> _WHAT TO WORK ON_:
Go through the data and count each line that has the string "kind". Give that count alone.
'''
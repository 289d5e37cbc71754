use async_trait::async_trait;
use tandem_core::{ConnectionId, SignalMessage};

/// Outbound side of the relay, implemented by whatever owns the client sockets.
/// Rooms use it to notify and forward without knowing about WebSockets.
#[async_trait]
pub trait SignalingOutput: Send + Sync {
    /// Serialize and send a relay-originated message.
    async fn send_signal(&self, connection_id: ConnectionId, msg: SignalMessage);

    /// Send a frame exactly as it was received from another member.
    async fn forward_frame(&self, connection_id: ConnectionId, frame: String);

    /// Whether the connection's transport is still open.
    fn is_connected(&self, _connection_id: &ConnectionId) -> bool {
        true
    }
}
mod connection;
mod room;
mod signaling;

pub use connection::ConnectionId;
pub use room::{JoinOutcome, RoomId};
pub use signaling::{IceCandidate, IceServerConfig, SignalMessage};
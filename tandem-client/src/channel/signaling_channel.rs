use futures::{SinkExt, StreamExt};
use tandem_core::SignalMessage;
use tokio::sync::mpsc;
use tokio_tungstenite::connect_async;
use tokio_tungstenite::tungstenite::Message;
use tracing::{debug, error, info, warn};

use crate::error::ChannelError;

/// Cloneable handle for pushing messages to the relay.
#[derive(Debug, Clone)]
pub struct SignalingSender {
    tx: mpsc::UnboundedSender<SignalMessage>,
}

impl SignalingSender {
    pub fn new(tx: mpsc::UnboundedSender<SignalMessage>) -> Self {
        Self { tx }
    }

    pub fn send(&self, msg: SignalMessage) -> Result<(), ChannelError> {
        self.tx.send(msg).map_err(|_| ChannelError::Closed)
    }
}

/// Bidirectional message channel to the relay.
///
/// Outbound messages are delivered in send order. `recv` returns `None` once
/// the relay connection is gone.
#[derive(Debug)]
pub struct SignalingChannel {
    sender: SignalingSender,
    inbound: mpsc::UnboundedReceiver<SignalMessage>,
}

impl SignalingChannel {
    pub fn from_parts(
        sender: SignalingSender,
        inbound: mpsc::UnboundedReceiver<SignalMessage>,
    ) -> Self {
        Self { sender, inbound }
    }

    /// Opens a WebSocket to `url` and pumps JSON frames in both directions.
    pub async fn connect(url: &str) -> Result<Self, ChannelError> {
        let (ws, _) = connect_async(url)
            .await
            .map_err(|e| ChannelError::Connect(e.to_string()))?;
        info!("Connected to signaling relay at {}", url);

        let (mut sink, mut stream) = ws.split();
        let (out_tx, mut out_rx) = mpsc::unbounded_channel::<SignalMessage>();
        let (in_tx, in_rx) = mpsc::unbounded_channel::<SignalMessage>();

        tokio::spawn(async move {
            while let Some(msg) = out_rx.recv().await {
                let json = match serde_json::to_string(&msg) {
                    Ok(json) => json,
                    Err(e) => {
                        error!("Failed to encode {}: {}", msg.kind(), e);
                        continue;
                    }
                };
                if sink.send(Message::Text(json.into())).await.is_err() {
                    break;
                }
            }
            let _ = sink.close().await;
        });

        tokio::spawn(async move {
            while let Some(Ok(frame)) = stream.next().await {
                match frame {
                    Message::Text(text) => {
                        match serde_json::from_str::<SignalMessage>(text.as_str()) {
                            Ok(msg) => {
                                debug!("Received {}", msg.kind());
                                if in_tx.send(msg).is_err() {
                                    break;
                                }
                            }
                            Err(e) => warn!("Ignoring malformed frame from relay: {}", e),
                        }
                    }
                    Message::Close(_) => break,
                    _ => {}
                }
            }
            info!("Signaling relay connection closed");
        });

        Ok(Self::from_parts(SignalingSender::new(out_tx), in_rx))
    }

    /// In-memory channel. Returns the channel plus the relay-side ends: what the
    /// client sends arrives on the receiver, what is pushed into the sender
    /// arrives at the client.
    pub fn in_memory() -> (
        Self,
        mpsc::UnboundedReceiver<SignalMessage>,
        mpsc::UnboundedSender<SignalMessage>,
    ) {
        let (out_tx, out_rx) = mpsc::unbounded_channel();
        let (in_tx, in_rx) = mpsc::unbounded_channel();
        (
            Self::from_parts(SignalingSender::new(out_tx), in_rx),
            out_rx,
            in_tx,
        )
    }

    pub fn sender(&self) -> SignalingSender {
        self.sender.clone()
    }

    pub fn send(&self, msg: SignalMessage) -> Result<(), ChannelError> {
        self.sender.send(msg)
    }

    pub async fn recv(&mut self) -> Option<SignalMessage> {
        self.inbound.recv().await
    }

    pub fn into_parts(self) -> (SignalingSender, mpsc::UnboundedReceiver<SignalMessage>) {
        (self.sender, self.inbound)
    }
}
'''
> _FINISHED TASK_:
2